Monday, May 24, 2010

Urdvha Muka Svasana--Upward Facing Dog

Urdvha Muka Svasana--Upward Facing Dog

Yeah!! Sun is peeking it's elusive head out more often these days. For all those winter months we Seattleites have been hunched over our computers and bundled against the rain, and it's high time to open our chests (and hearts) to the Sun's warmth!!
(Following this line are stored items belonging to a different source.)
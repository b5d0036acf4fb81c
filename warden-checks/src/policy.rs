//! Policy thresholds for the built-in rule catalog.
//!
//! Per the catalog's ground rule, no predicate hardcodes a network-sensitive
//! number. Every threshold lives here, has a documented default, and can be
//! overridden from a TOML file, so the same rules serve networks with
//! different policies.

use std::fs::File;
use std::io::Read;
use std::path::Path;

use serde::de::DeserializeOwned;
use serde::Deserialize;

/// Seconds in one day.
pub const SECS_PER_DAY: u64 = 86_400;

/// Wei in one ether.
pub const WEI_PER_ETHER: u128 = 1_000_000_000_000_000_000;

/// Thresholds consumed when the built-in registry is assembled.
///
/// A TOML policy file may set any subset of fields; the rest keep their
/// defaults.
#[derive(Debug, Clone, PartialEq, Eq, Deserialize)]
#[serde(default)]
pub struct PolicyConfig {
    /// Maximum accepted age of the latest anchor root, in seconds.
    /// Default: 180 days.
    pub anchor_freshness_secs: u64,
    /// Minimum delay between scheduling an upgrade and executing it, in
    /// seconds. Default: 3 days.
    pub min_exit_window_secs: u64,
    /// Exit windows below this are escalated to critical, in seconds.
    /// Default: 1 day.
    pub critical_exit_window_secs: u64,
    /// Maximum tolerated operator inactivity, in seconds. Default: 1 hour.
    pub operator_liveness_secs: u64,
    /// Minimum liquidity the withdrawal path must hold, in whole ether.
    /// Default: 100.
    pub min_withdrawal_liquidity_ether: u64,
    /// Maximum withdrawal delay, in seconds. Default: 7 days.
    pub max_withdrawal_delay_secs: u64,
    /// Maximum tolerated oracle staleness bound, in seconds. Default: 1 day.
    pub max_oracle_staleness_secs: u64,
    /// Block gas limits above this are flagged as a denial-of-service
    /// surface. Default: 30,000,000.
    pub max_block_gas_limit: u64,
    /// Maximum force-inclusion window, in seconds. Default: 1 day.
    pub max_force_inclusion_window_secs: u64,
    /// Minimum settlement-layer confirmation depth, in blocks. Default: 12.
    pub min_confirmation_depth: u64,
}

impl Default for PolicyConfig {
    fn default() -> Self {
        Self {
            anchor_freshness_secs: 180 * SECS_PER_DAY,
            min_exit_window_secs: 3 * SECS_PER_DAY,
            critical_exit_window_secs: SECS_PER_DAY,
            operator_liveness_secs: 3_600,
            min_withdrawal_liquidity_ether: 100,
            max_withdrawal_delay_secs: 7 * SECS_PER_DAY,
            max_oracle_staleness_secs: SECS_PER_DAY,
            max_block_gas_limit: 30_000_000,
            max_force_inclusion_window_secs: SECS_PER_DAY,
            min_confirmation_depth: 12,
        }
    }
}

/// Reads a TOML file as a specific type.
pub fn from_toml_path<P: AsRef<Path>, R: DeserializeOwned>(path: P) -> anyhow::Result<R> {
    let mut contents = String::new();
    {
        let mut file = File::open(path)?;
        file.read_to_string(&mut contents)?;
    }

    let result: R = toml::from_str(&contents)?;

    Ok(result)
}

#[cfg(test)]
mod tests {
    use std::io::Write;

    use tempfile::NamedTempFile;

    use super::*;

    fn create_policy_from(content: &str) -> NamedTempFile {
        let mut policy_file = NamedTempFile::new().unwrap();
        policy_file.write_all(content.as_bytes()).unwrap();
        policy_file
    }

    #[test]
    fn defaults_match_the_checklist() {
        let policy = PolicyConfig::default();
        assert_eq!(policy.anchor_freshness_secs, 15_552_000);
        assert_eq!(policy.min_exit_window_secs, 259_200);
        assert_eq!(policy.critical_exit_window_secs, 86_400);
        assert_eq!(policy.max_block_gas_limit, 30_000_000);
        assert_eq!(policy.min_confirmation_depth, 12);
    }

    #[test]
    fn full_policy_file_parses() {
        let contents = r#"
            anchor_freshness_secs = 7776000
            min_exit_window_secs = 604800
            critical_exit_window_secs = 172800
            operator_liveness_secs = 900
            min_withdrawal_liquidity_ether = 250
            max_withdrawal_delay_secs = 259200
            max_oracle_staleness_secs = 3600
            max_block_gas_limit = 15000000
            max_force_inclusion_window_secs = 43200
            min_confirmation_depth = 64
        "#;
        let policy_file = create_policy_from(contents);

        let policy: PolicyConfig = from_toml_path(policy_file.path()).unwrap();

        assert_eq!(policy.anchor_freshness_secs, 7_776_000);
        assert_eq!(policy.min_exit_window_secs, 604_800);
        assert_eq!(policy.min_withdrawal_liquidity_ether, 250);
        assert_eq!(policy.min_confirmation_depth, 64);
    }

    #[test]
    fn partial_policy_file_keeps_defaults_for_the_rest() {
        let policy_file = create_policy_from("max_block_gas_limit = 20000000\n");

        let policy: PolicyConfig = from_toml_path(policy_file.path()).unwrap();

        assert_eq!(policy.max_block_gas_limit, 20_000_000);
        assert_eq!(policy.anchor_freshness_secs, 180 * SECS_PER_DAY);
        assert_eq!(policy.min_confirmation_depth, 12);
    }

    #[test]
    fn malformed_policy_file_is_an_error() {
        let policy_file = create_policy_from("max_block_gas_limit = \"lots\"\n");
        let result: anyhow::Result<PolicyConfig> = from_toml_path(policy_file.path());
        assert!(result.is_err());
    }

    #[test]
    fn missing_policy_file_is_an_error() {
        let result: anyhow::Result<PolicyConfig> = from_toml_path("nonexistent_policy.toml");
        assert!(result.is_err());
    }
}
//! Protocol-shape checks: how data availability, state validation and the
//! genesis configuration are declared.

use warden_interface::{Category, FactModel, Outcome, Rule, RuleId, Severity};

use crate::catalog_id;

/// Extension parameter naming the data availability mode. Recognized
/// values are `rollup`, `validium` and `optimium`.
pub const DA_MODE_KEY: &str = "da_mode";
/// Extension parameter naming the proof system. Recognized values are
/// `fraud`, `validity` and `none`.
pub const PROOF_SYSTEM_KEY: &str = "proof_system";
/// Extension parameter pinning the genesis configuration hash.
pub const GENESIS_HASH_KEY: &str = "genesis_config_hash";

/// Reads a text extension parameter, mapping absence to not-applicable
/// and a type mismatch to inconclusive.
fn text_param<'a>(facts: &'a FactModel, key: &str) -> Result<&'a str, Outcome> {
    match facts.param(key) {
        None => Err(Outcome::not_applicable(format!(
            "parameter '{}' absent",
            key
        ))),
        Some(value) => value.as_text().ok_or_else(|| {
            Outcome::inconclusive(format!("parameter '{}' is not text", key))
        }),
    }
}

/// Fails when transaction data is kept off the settlement layer, which
/// makes withdrawals depend on an external data committee staying honest
/// and available.
pub struct DaModeDeclared {
    id: RuleId,
}

impl DaModeDeclared {
    /// Rule id: `data-availability.mode-declared`.
    pub fn new() -> Self {
        Self {
            id: catalog_id(Category::DataAvailability, "mode-declared"),
        }
    }
}

impl Default for DaModeDeclared {
    fn default() -> Self {
        Self::new()
    }
}

impl Rule for DaModeDeclared {
    fn id(&self) -> &RuleId {
        &self.id
    }

    fn title(&self) -> &str {
        "transaction data is posted on chain"
    }

    fn category(&self) -> Category {
        Category::DataAvailability
    }

    fn default_severity(&self) -> Severity {
        Severity::Medium
    }

    fn evaluate(&self, facts: &FactModel) -> Outcome {
        let mode = match text_param(facts, DA_MODE_KEY) {
            Ok(mode) => mode,
            Err(outcome) => return outcome,
        };
        match mode {
            "rollup" => Outcome::Pass,
            "validium" | "optimium" => Outcome::fail(format!(
                "data availability mode '{}' keeps transaction data off the settlement layer",
                mode
            )),
            other => Outcome::inconclusive(format!(
                "unrecognized data availability mode '{}'",
                other
            )),
        }
    }
}

/// Fails when state transitions are accepted without any proof system.
pub struct ProofSystemDeclared {
    id: RuleId,
}

impl ProofSystemDeclared {
    /// Rule id: `state-validation.proof-system`.
    pub fn new() -> Self {
        Self {
            id: catalog_id(Category::StateValidation, "proof-system"),
        }
    }
}

impl Default for ProofSystemDeclared {
    fn default() -> Self {
        Self::new()
    }
}

impl Rule for ProofSystemDeclared {
    fn id(&self) -> &RuleId {
        &self.id
    }

    fn title(&self) -> &str {
        "state transitions are proven"
    }

    fn category(&self) -> Category {
        Category::StateValidation
    }

    fn default_severity(&self) -> Severity {
        Severity::Critical
    }

    fn evaluate(&self, facts: &FactModel) -> Outcome {
        let system = match text_param(facts, PROOF_SYSTEM_KEY) {
            Ok(system) => system,
            Err(outcome) => return outcome,
        };
        match system {
            "fraud" | "validity" => Outcome::Pass,
            "none" => Outcome::fail("state transitions are not proven"),
            other => Outcome::inconclusive(format!("unrecognized proof system '{}'", other)),
        }
    }
}

/// Fails when no genesis configuration hash is pinned. Without the pin
/// there is no way to audit that the deployed chain matches the reviewed
/// configuration.
pub struct GenesisPinned {
    id: RuleId,
}

impl GenesisPinned {
    /// Rule id: `chain-parameters.genesis-pinned`.
    pub fn new() -> Self {
        Self {
            id: catalog_id(Category::ChainParameters, "genesis-pinned"),
        }
    }
}

impl Default for GenesisPinned {
    fn default() -> Self {
        Self::new()
    }
}

impl Rule for GenesisPinned {
    fn id(&self) -> &RuleId {
        &self.id
    }

    fn title(&self) -> &str {
        "genesis configuration is pinned"
    }

    fn category(&self) -> Category {
        Category::ChainParameters
    }

    fn default_severity(&self) -> Severity {
        Severity::Low
    }

    fn evaluate(&self, facts: &FactModel) -> Outcome {
        match facts.param(GENESIS_HASH_KEY) {
            None => Outcome::fail("genesis configuration hash is not pinned"),
            Some(value) => match value.as_text() {
                None => Outcome::inconclusive(format!(
                    "parameter '{}' is not text",
                    GENESIS_HASH_KEY
                )),
                Some(hash) if hash.trim().is_empty() => {
                    Outcome::fail("genesis configuration hash is blank")
                }
                Some(_) => Outcome::Pass,
            },
        }
    }
}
Upward Facing Dog is a quintessential pose in the Ashtanga/Power Yoga/Vinyasa warm up sequence that opens the chest, strengthens the arms, and provides a strong back bend when done correctly." Up Dog "provides much needed space to breathe, strength for triceps, deltoids, traps, and core. Back bends are very energizing and calming when done in combination with a forward bend (like Down Dog, or standing forward bend) Most summer sports including, Cycling, Soccer, Squash/Tennis, Swimming would GREATLY benefit from Up Dog, because so many of those sports require the body to constantly be in a hunched or forward moving motion. Up Dog provides a much needed back bend relief.

Let's begin:
It's best to warm up for 10 minutes doing gentle poses (refer to past blogs for more info) before moving into Upward Facing Dog.

1.From Downward Facing Dog, roll your shoulders forward over the hands to a strong Plank pose.
2.Slowly, with elbows grazing the sides of your body, lower like a board, all the way to the mat.
3.Slide wrists back to the middle of the rib cage ( your bra strap line....sorry gents, you'll have to use your imagination!)
and with your hands as flat as a pancake and fingers spread wide to protect the wrists, push yourself up and forward through the arms til your legs are off the floor. Your chest should be forward of your wrists,shoulders away from your ears, elbows very slightly bent, low back in a deep arch, legs strong around the knee caps,and chin level to the floor. You should be able to breathe comfortably and have no pain in wrists or back. If you feel "pinched" in any way, please start with a variation, below.

Beginning Variations

1. Low Cobra-- from laying on your front side, squeeze your glutes and shoulder blades together until your chest peels off of the floor. In this Up Dog variation, your hands can be under your shoulders, and very light on the mat. This still gives you a chest opener, without aggravating wrists or shoulder injuries.
2. Sphinx Pose- Similar to Cobra, from laying on your frontside, prop yourself up on your forearms, and make sure your glutes are SOFT in this pose, and shoulders down. This is usually a strong back bend for folks, so be conscious of your low back. Sphinx is also great to hold for 3-5 minutes with a pillow propped up under your belly for a way to actually release the low back. Follow with 25 reps of your favorite Crunch core work out.

From any of these variations, bend your knees on the floor, and push your hips back to Child's Pose or Down Dog for a counter pose to a back bend.